A reader of this blog recently recommended Michael Punke’s Last Stand. I thoroughly enjoyed his novel The Revenant, and so last week I started the audiobook version of the nonfictional Last Stand (2007). Last Stand is subtitled “George Bird Grinnell, the Battle to Save the Buffalo, and the Birth of the New West.” Prior to reading it, I knew little of Grinnell, save that he was a conservationist, and that he was the namesake of the Grinnell Formation and Grinnell Glacier in Glacier National Park, Montana (one of my favorite places on this planet). The book is simultaneously a biography of Grinnell but also an exploration of the national saga that brought U.S. bison (“buffalo”) numbers down to ~230 at one point, before being restored. This single species’ near-extirpation was a significant catalyst for the conservation movement as a whole, helping nucleate a conservation lobby in Washington that helped counter rapacious policies advanced by the railroad industry. It also took some serious convincing to get Senators and Congressional representatives to value the lives of bison sufficiently that they punished those who poached them from the newly-created Yellowstone National Park. Punke lays out the case fairly compellingly: if not for Grinnell’s passion and grit, there would be no U.S. bison today. Not only that, but “America’s best idea” (the preservation of park land) might have been stillborn if not for Grinnell’s advocacy on behalf of law enforcement in the park. Regulations needed to carry weight, and park authorities had to be able to arrest people and send them to jail for their wanton slaughter of the park’s wildlife.

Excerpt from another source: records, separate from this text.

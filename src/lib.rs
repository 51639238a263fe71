#![warn(clippy::all)]
#![warn(clippy::pedantic)]
#![warn(clippy::cargo)]
#![allow(clippy::inline_always)]
#![allow(clippy::module_name_repetitions)]
#![allow(clippy::option_if_let_else)]
#![allow(unknown_lints)]
#![warn(missing_copy_implementations)]
#![warn(missing_debug_implementations)]
#![warn(missing_docs)]
#![warn(rust_2018_idioms)]
#![warn(unused_qualifications)]
#![warn(variant_size_differences)]

//! Runtime-checked, non-owning pointers.
//!
//! [`CheckedPtr<T>`] and [`CheckedRef<T>`] point at an object without
//! controlling its lifetime. Instead, every handle is counted by its
//! referent, and the referent verifies in its destructor that no handles are
//! still outstanding. If any are, the process aborts with a diagnostic.
//!
//! [`CheckedPtr<T>`]: crate::CheckedPtr
//! [`CheckedRef<T>`]: crate::CheckedRef
//!
//! This is a much cheaper contract than a weak reference: a handle never
//! observes its referent disappearing. A referent that dies while it is still
//! pointed to is a programming error, and it is surfaced at the moment of
//! destruction rather than later as a use after free.
//!
//! Prefer ordinary borrows, [`std::rc::Rc`] or [`std::rc::Weak`] when they can
//! express the shape of your data. Checked pointers are for the shapes the
//! borrow checker cannot express, such as intrusive back references into an
//! object graph owned by some container.
//!
//! # Referents
//!
//! A type opts in to being pointed at by embedding a [`PtrCounter`] and
//! implementing [`CanMakeCheckedPtr`]:
//!
//! ```
//! use std::pin::pin;
//!
//! use checkedref::{CanMakeCheckedPtr, CheckedPtr, CheckedRef, PtrCounter};
//!
//! struct Document {
//!     title: String,
//!     counter: PtrCounter,
//! }
//!
//! unsafe impl CanMakeCheckedPtr for Document {
//!     fn ptr_counter(&self) -> &PtrCounter {
//!         &self.counter
//!     }
//! }
//!
//! let document = pin!(Document {
//!     title: String::from("README"),
//!     counter: PtrCounter::new(),
//! });
//! let document = document.as_ref();
//!
//! let first: CheckedRef<Document> = CheckedRef::new(document);
//! let mut second: CheckedPtr<Document> = CheckedPtr::from(&first);
//! assert_eq!(document.counter.ptr_count(), 2);
//! assert_eq!(second.get().map(|doc| doc.title.as_str()), Some("README"));
//!
//! second.set_null();
//! drop(first);
//! assert_eq!(document.counter.ptr_count(), 0);
//! ```
//!
//! Handles are created from a [`Pin<&T>`](core::pin::Pin) so the referent
//! cannot move while it is being pointed at. [`PtrCounter`] is `!Unpin`, so
//! any type that embeds one is as well.
//!
//! # Lifetime violations
//!
//! Destroying a referent with a nonzero count aborts the process. It does not
//! panic: unwinding would run the destructors of the outstanding handles
//! against the freed referent.
//!
//! # Storage strategies
//!
//! The handles are generic over a [`PtrTraits`] strategy that decides how the
//! address is stored. [`RawPtrTraits`] stores a plain pointer and is the
//! default. [`PackedPtrTraits`] stores a 48-bit address in 6 unaligned bytes,
//! see [`PackedCheckedPtr`].
//!
//! # Debug registry
//!
//! With the `debug-registry` cargo feature enabled, every handle carries a
//! [`HandleId`] and every referent keeps a registry of the handles pointing at
//! it. When a lifetime violation is detected, the report lists each
//! outstanding handle, how it came to exist, and a backtrace of where it was
//! registered (captured when `RUST_BACKTRACE` is set).
//!
//! Without the feature the registry hooks are never called and [`HandleId`]
//! is zero-sized.
//!
//! # Hash tables
//!
//! [`CheckedPtr`] implements [`Hash`](core::hash::Hash) and [`Eq`] by
//! address and can be used as a key in `std` and `hashbrown` collections. For
//! open-addressing tables that manage their own tombstones, [`HashTraits`]
//! exposes the empty and deleted sentinels.
//!
//! Like [`std::rc`], neither the handles nor the referents that embed a
//! [`PtrCounter`] are `Send` or `Sync`.

#![doc(html_root_url = "https://docs.rs/checkedref/0.1.0")]

// Ensure code blocks in README.md compile
#[cfg(doctest)]
#[doc = include_str!("../README.md")]
mod readme {}

#[macro_use]
extern crate log;

mod checked_ptr;
mod checked_ref;
mod counter;
mod drop;
mod hash;
mod ptr;
mod registry;

// Doc modules
#[cfg(any(doctest, docsrs))]
#[path = "doc/intrusive_back_references.rs"]
/// Examples of modelling back references with checked pointers.
pub mod intrusive_back_references;

pub use checked_ptr::{CheckedPtr, PackedCheckedPtr};
pub use checked_ref::{CheckedRef, PackedCheckedRef};
pub use counter::{CanMakeCheckedPtr, CheckedPtrTarget, PtrCounter};
pub use hash::HashTraits;
pub use ptr::{PackedAddress, PackedPtrTraits, PtrTraits, RawPtrTraits};
pub use registry::HandleId;
#[cfg(feature = "debug-registry")]
pub use registry::Origin;
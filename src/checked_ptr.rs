use core::fmt;
use core::hash::{Hash, Hasher};
use core::marker::PhantomData;
use core::pin::Pin;
use core::ptr::{self, NonNull};

use crate::counter::CheckedPtrTarget;
use crate::hash::HashTraits;
use crate::ptr::{PackedPtrTraits, PtrTraits, RawPtrTraits};
#[cfg(feature = "debug-registry")]
use crate::registry;
use crate::registry::HandleId;
use crate::CheckedRef;

#[cfg(test)]
mod tests;

/// A nullable, non-owning pointer whose referent verifies at destruction that
/// no `CheckedPtr` still points at it.
///
/// A `CheckedPtr` does not keep its referent alive. It adds one to the
/// referent's live-handle count while it points there, and the referent
/// aborts the process if it is destroyed with a nonzero count. A non-null
/// `CheckedPtr` can therefore always be dereferenced.
///
/// Besides pointing at a referent or being null, a `CheckedPtr` can hold the
/// hash-table deleted sentinel, see [`HashTraits`]. The sentinel is neither
/// null nor dereferenceable and never touches any referent.
///
/// Every reassignment first establishes the new value in a temporary, then
/// swaps it into place, then releases the old value. The handle is never
/// observed half-updated, even if releasing the old value reenters.
///
/// # Pointee types
///
/// The storage strategies hold thin addresses, so `T` must be `Sized`. There
/// is no conversion between pointee types and no unsized pointee:
///
/// ```compile_fail
/// use checkedref::{CheckedPtr, CheckedPtrTarget};
///
/// let _: Option<CheckedPtr<dyn CheckedPtrTarget>> = None;
/// ```
///
/// # Examples
///
/// ```
/// use std::pin::pin;
///
/// use checkedref::{CanMakeCheckedPtr, CheckedPtr, PtrCounter};
///
/// struct Frame {
///     counter: PtrCounter,
/// }
///
/// unsafe impl CanMakeCheckedPtr for Frame {
///     fn ptr_counter(&self) -> &PtrCounter {
///         &self.counter
///     }
/// }
///
/// let frame = pin!(Frame { counter: PtrCounter::new() });
/// let frame = frame.as_ref();
///
/// let mut focused: CheckedPtr<Frame> = CheckedPtr::null();
/// assert!(focused.is_null());
///
/// focused.set(frame);
/// let previous = focused.clone();
/// assert_eq!(frame.counter.ptr_count(), 2);
///
/// let taken = focused.take();
/// assert!(focused.is_null());
/// assert_eq!(taken, previous);
/// assert_eq!(frame.counter.ptr_count(), 2);
/// ```
pub struct CheckedPtr<T, P = RawPtrTraits>
where
    T: CheckedPtrTarget,
    P: PtrTraits<T>,
{
    pub(crate) slot: P::Storage,
    pub(crate) id: HandleId,
    _marker: PhantomData<*const T>,
}

/// A [`CheckedPtr`] stored in 6 unaligned bytes, see [`PackedPtrTraits`].
pub type PackedCheckedPtr<T> = CheckedPtr<T, PackedPtrTraits>;

impl<T, P> CheckedPtr<T, P>
where
    T: CheckedPtrTarget,
    P: PtrTraits<T>,
{
    /// A null pointer.
    #[inline]
    #[must_use]
    pub fn null() -> Self {
        Self::from_slot(P::EMPTY)
    }

    /// Point at `target`, incrementing its count.
    #[inline]
    #[must_use]
    pub fn new(target: Pin<&T>) -> Self {
        // SAFETY: `target` is pinned, so it stays at this address until its
        // destructor runs, and that destructor aborts while this count is
        // outstanding.
        unsafe { Self::from_raw(ptr::from_ref(target.get_ref())) }
    }

    /// Point at `ptr`, incrementing its count if it is not null.
    ///
    /// # Safety
    ///
    /// `ptr` must be null or point at a live `T` that will not move or be
    /// deallocated without running its destructor. `ptr` must not be the
    /// storage strategy's deleted sentinel.
    #[inline]
    #[must_use]
    pub unsafe fn from_raw(ptr: *const T) -> Self {
        let this = Self::from_slot(P::wrap(ptr));
        if let Some(target) = this.target() {
            target.increment_ptr_count();
            #[cfg(feature = "debug-registry")]
            target.register_checked_ptr(this.id);
        }
        this
    }

    /// Take over a count already held on `ptr` by the handle `source`.
    ///
    /// # Safety
    ///
    /// The caller must own one count on `ptr` and must not release it.
    #[inline]
    #[cfg_attr(not(feature = "debug-registry"), allow(unused_variables))]
    pub(crate) unsafe fn adopt(ptr: NonNull<T>, source: HandleId) -> Self {
        let this = Self::from_slot(P::wrap(ptr.as_ptr()));
        #[cfg(feature = "debug-registry")]
        if let Some(target) = this.target() {
            target.move_checked_ptr(source, this.id);
        }
        this
    }

    #[inline]
    fn from_slot(slot: P::Storage) -> Self {
        Self {
            slot,
            id: HandleId::next(),
            _marker: PhantomData,
        }
    }

    /// The value used to mark a reclaimed hash-table bucket.
    #[inline]
    #[must_use]
    pub fn hash_table_deleted_value() -> Self {
        Self::from_slot(P::hash_table_deleted_value())
    }

    /// Whether this is the hash-table deleted sentinel.
    #[inline]
    #[must_use]
    pub fn is_hash_table_deleted_value(&self) -> bool {
        P::is_hash_table_deleted_value(self.slot)
    }

    /// Whether this pointer is null.
    ///
    /// The deleted sentinel is not null.
    #[inline]
    #[must_use]
    pub fn is_null(&self) -> bool {
        P::unwrap(self.slot).is_null()
    }

    /// The address this pointer holds.
    ///
    /// For the deleted sentinel this is an address that must not be
    /// dereferenced.
    #[inline]
    #[must_use]
    pub fn as_ptr(&self) -> *const T {
        P::unwrap(self.slot)
    }

    /// The referent, or `None` if this pointer is null or deleted.
    #[inline]
    #[must_use]
    pub fn get(&self) -> Option<&T> {
        self.target()
    }

    /// The pinned referent, or `None` if this pointer is null or deleted.
    #[inline]
    #[must_use]
    pub fn as_pin(&self) -> Option<Pin<&T>> {
        // SAFETY: referents are pinned when the first handle is created.
        self.target().map(|target| unsafe { Pin::new_unchecked(target) })
    }

    /// The identity of this handle in its referent's registry.
    #[cfg(feature = "debug-registry")]
    #[inline]
    #[must_use]
    pub fn handle_id(&self) -> HandleId {
        self.id
    }

    #[inline]
    pub(crate) fn target(&self) -> Option<&T> {
        if P::is_hash_table_deleted_value(self.slot) {
            return None;
        }
        // SAFETY: a non-null slot holds a counted pointer, and the referent
        // aborts rather than being destroyed while the count is outstanding.
        unsafe { P::unwrap(self.slot).as_ref() }
    }

    /// Move the value out of this pointer, leaving it null.
    ///
    /// The count moves with the value; the referent's count does not change.
    #[inline]
    #[must_use]
    pub fn take(&mut self) -> Self {
        let mut taken = Self::null();
        taken.swap(self);
        taken
    }

    /// Exchange the values of two pointers without touching either count.
    #[inline]
    pub fn swap(&mut self, other: &mut Self) {
        P::swap(&mut self.slot, &mut other.slot);
        #[cfg(feature = "debug-registry")]
        registry::exchange_registrations(self.target(), self.id, other.target(), other.id);
    }

    // The single reassignment path: `replacement` is fully established before
    // the old value is released.
    #[inline]
    fn replace_with(&mut self, mut replacement: Self) {
        self.swap(&mut replacement);
        drop(replacement);
    }

    /// Make this pointer null, releasing its count.
    #[inline]
    pub fn set_null(&mut self) {
        self.replace_with(Self::null());
    }

    /// Point at `target` instead, releasing the previous count.
    #[inline]
    pub fn set(&mut self, target: Pin<&T>) {
        self.replace_with(Self::new(target));
    }

    /// Point at `ptr` instead, releasing the previous count.
    ///
    /// Assigning the address this pointer already holds leaves the count
    /// unchanged.
    ///
    /// # Safety
    ///
    /// See [`from_raw`](Self::from_raw).
    #[inline]
    pub unsafe fn set_raw(&mut self, ptr: *const T) {
        self.replace_with(Self::from_raw(ptr));
    }

    /// Point where `other` points, releasing the previous count.
    #[inline]
    pub fn assign(&mut self, other: &Self) {
        self.replace_with(other.clone());
    }

    /// Move the value out of `other` into this pointer, leaving `other` null
    /// and releasing this pointer's previous count.
    #[inline]
    pub fn take_from(&mut self, other: &mut Self) {
        self.replace_with(other.take());
    }

    /// Convert into a [`CheckedRef`], leaving this pointer null.
    ///
    /// The count moves to the returned reference, so the referent's count
    /// does not change.
    ///
    /// # Panics
    ///
    /// Panics if this pointer is null or deleted.
    #[must_use]
    pub fn release_non_null(&mut self) -> CheckedRef<T, P> {
        let Some(target) = self.target().map(NonNull::from) else {
            panic!("release_non_null called on a null CheckedPtr");
        };
        let _ = P::exchange(&mut self.slot, ptr::null());
        debug!("checkedref releasing {:p} into a CheckedRef", target);
        // SAFETY: the count held by `self` was just given up by clearing its
        // slot.
        unsafe { CheckedRef::adopt(target, self.id) }
    }
}

impl<T, P> Clone for CheckedPtr<T, P>
where
    T: CheckedPtrTarget,
    P: PtrTraits<T>,
{
    fn clone(&self) -> Self {
        let copy = Self::from_slot(self.slot);
        if let Some(target) = copy.target() {
            target.increment_ptr_count();
            #[cfg(feature = "debug-registry")]
            target.copy_checked_ptr(self.id, copy.id);
        }
        copy
    }

    fn clone_from(&mut self, source: &Self) {
        self.assign(source);
    }
}

impl<T, P> Default for CheckedPtr<T, P>
where
    T: CheckedPtrTarget,
    P: PtrTraits<T>,
{
    fn default() -> Self {
        Self::null()
    }
}

impl<'a, T, P> From<Pin<&'a T>> for CheckedPtr<T, P>
where
    T: CheckedPtrTarget,
    P: PtrTraits<T>,
{
    fn from(target: Pin<&'a T>) -> Self {
        Self::new(target)
    }
}

impl<'a, T, P> From<Option<Pin<&'a T>>> for CheckedPtr<T, P>
where
    T: CheckedPtrTarget,
    P: PtrTraits<T>,
{
    fn from(target: Option<Pin<&'a T>>) -> Self {
        target.map_or_else(Self::null, Self::new)
    }
}

impl<T, P> From<CheckedRef<T, P>> for CheckedPtr<T, P>
where
    T: CheckedPtrTarget,
    P: PtrTraits<T>,
{
    fn from(reference: CheckedRef<T, P>) -> Self {
        reference.release_ptr()
    }
}

impl<T, P> From<&CheckedRef<T, P>> for CheckedPtr<T, P>
where
    T: CheckedPtrTarget,
    P: PtrTraits<T>,
{
    fn from(reference: &CheckedRef<T, P>) -> Self {
        let copy = Self::from_slot(P::wrap(reference.as_ptr()));
        let target = &**reference;
        target.increment_ptr_count();
        #[cfg(feature = "debug-registry")]
        target.copy_checked_ptr(reference.id, copy.id);
        copy
    }
}

impl<T, P, Q> PartialEq<CheckedPtr<T, Q>> for CheckedPtr<T, P>
where
    T: CheckedPtrTarget,
    P: PtrTraits<T>,
    Q: PtrTraits<T>,
{
    #[inline]
    fn eq(&self, other: &CheckedPtr<T, Q>) -> bool {
        ptr::eq(self.as_ptr(), other.as_ptr())
    }
}

impl<T, P> Eq for CheckedPtr<T, P>
where
    T: CheckedPtrTarget,
    P: PtrTraits<T>,
{
}

impl<T, P, Q> PartialEq<CheckedRef<T, Q>> for CheckedPtr<T, P>
where
    T: CheckedPtrTarget,
    P: PtrTraits<T>,
    Q: PtrTraits<T>,
{
    #[inline]
    fn eq(&self, other: &CheckedRef<T, Q>) -> bool {
        ptr::eq(self.as_ptr(), other.as_ptr())
    }
}

impl<T, P> PartialEq<*const T> for CheckedPtr<T, P>
where
    T: CheckedPtrTarget,
    P: PtrTraits<T>,
{
    #[inline]
    fn eq(&self, other: &*const T) -> bool {
        ptr::eq(self.as_ptr(), *other)
    }
}

impl<T, P> Hash for CheckedPtr<T, P>
where
    T: CheckedPtrTarget,
    P: PtrTraits<T>,
{
    fn hash<H: Hasher>(&self, state: &mut H) {
        self.as_ptr().hash(state);
    }
}

impl<T, P> fmt::Debug for CheckedPtr<T, P>
where
    T: CheckedPtrTarget,
    P: PtrTraits<T>,
{
    fn fmt(&self, f: &mut fmt::Formatter<'_>) -> fmt::Result {
        if self.is_hash_table_deleted_value() {
            return f.write_str("CheckedPtr(<deleted>)");
        }
        f.debug_tuple("CheckedPtr").field(&self.as_ptr()).finish()
    }
}

impl<T, P> fmt::Pointer for CheckedPtr<T, P>
where
    T: CheckedPtrTarget,
    P: PtrTraits<T>,
{
    fn fmt(&self, f: &mut fmt::Formatter<'_>) -> fmt::Result {
        fmt::Pointer::fmt(&self.as_ptr(), f)
    }
}

impl<T, P> HashTraits for CheckedPtr<T, P>
where
    T: CheckedPtrTarget,
    P: PtrTraits<T>,
{
    type PeekType = *const T;

    #[inline]
    fn empty_value() -> Self {
        Self::null()
    }

    #[inline]
    fn is_empty_value(value: &Self) -> bool {
        value.is_null()
    }

    #[inline]
    fn construct_deleted_value(slot: &mut Self) {
        slot.replace_with(Self::hash_table_deleted_value());
    }

    #[inline]
    fn is_deleted_value(value: &Self) -> bool {
        value.is_hash_table_deleted_value()
    }

    #[inline]
    fn peek(value: &Self) -> *const T {
        value.as_ptr()
    }

    fn custom_delete_bucket(slot: &mut Self) {
        assert!(
            !slot.is_hash_table_deleted_value(),
            "bucket is already deleted"
        );
        trace!("checkedref reclaiming hash table bucket holding {:p}", slot.as_ptr());
        let doomed = slot.take();
        drop(doomed);
        Self::construct_deleted_value(slot);
    }
}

Grinnell was tied to many notable individuals from history. He was taught as a boy by Lucy Audubon, the widow of renowned ornithologist and painter John James Audubon. At Yale, he was mentored by Othniel C. Marsh and first went west on an expedition in search of dinosaur remains with Marsh (Punke never mentions the “Bone Wars,” by the way), and returned the following year to participate in the last great hunt of the “buffalo” with the Pawnee tribe. He returned on another expedition to the west under the command of the egomaniacal George Custer, but declined a follow-up trip that ended up leading Custer to his death at Little Big Horn. Grinnell was the geologist who accompanied the Ludlow expedition in 1875 to survey the newly-established Yellowstone National Park, where he viewed firsthand the extraordinary anthropogenic pressure on the dwindling reserves of bison there. Upon earning his PhD, Grinnell assumed the editorship of Forest and Stream magazine, which he used as his platform to promote conservation measures and policy and a new environmental ethos. It was his work on the magazine that brought him into contact with young Theodore Roosevelt, and together the two would found the Boone and Crockett Club, which was another instrument that exerted pressure on Congress to enact conservation measures. Late in life, he discovered “the St. Mary region” and advocated for it too to be set aside. He won that battle too, and today we can all go to Glacier National Park and be thankful for his success.

Punke writes with authority and economy. This is an excellent summary of an important individual and an important story in the history of the American continent. Recommended.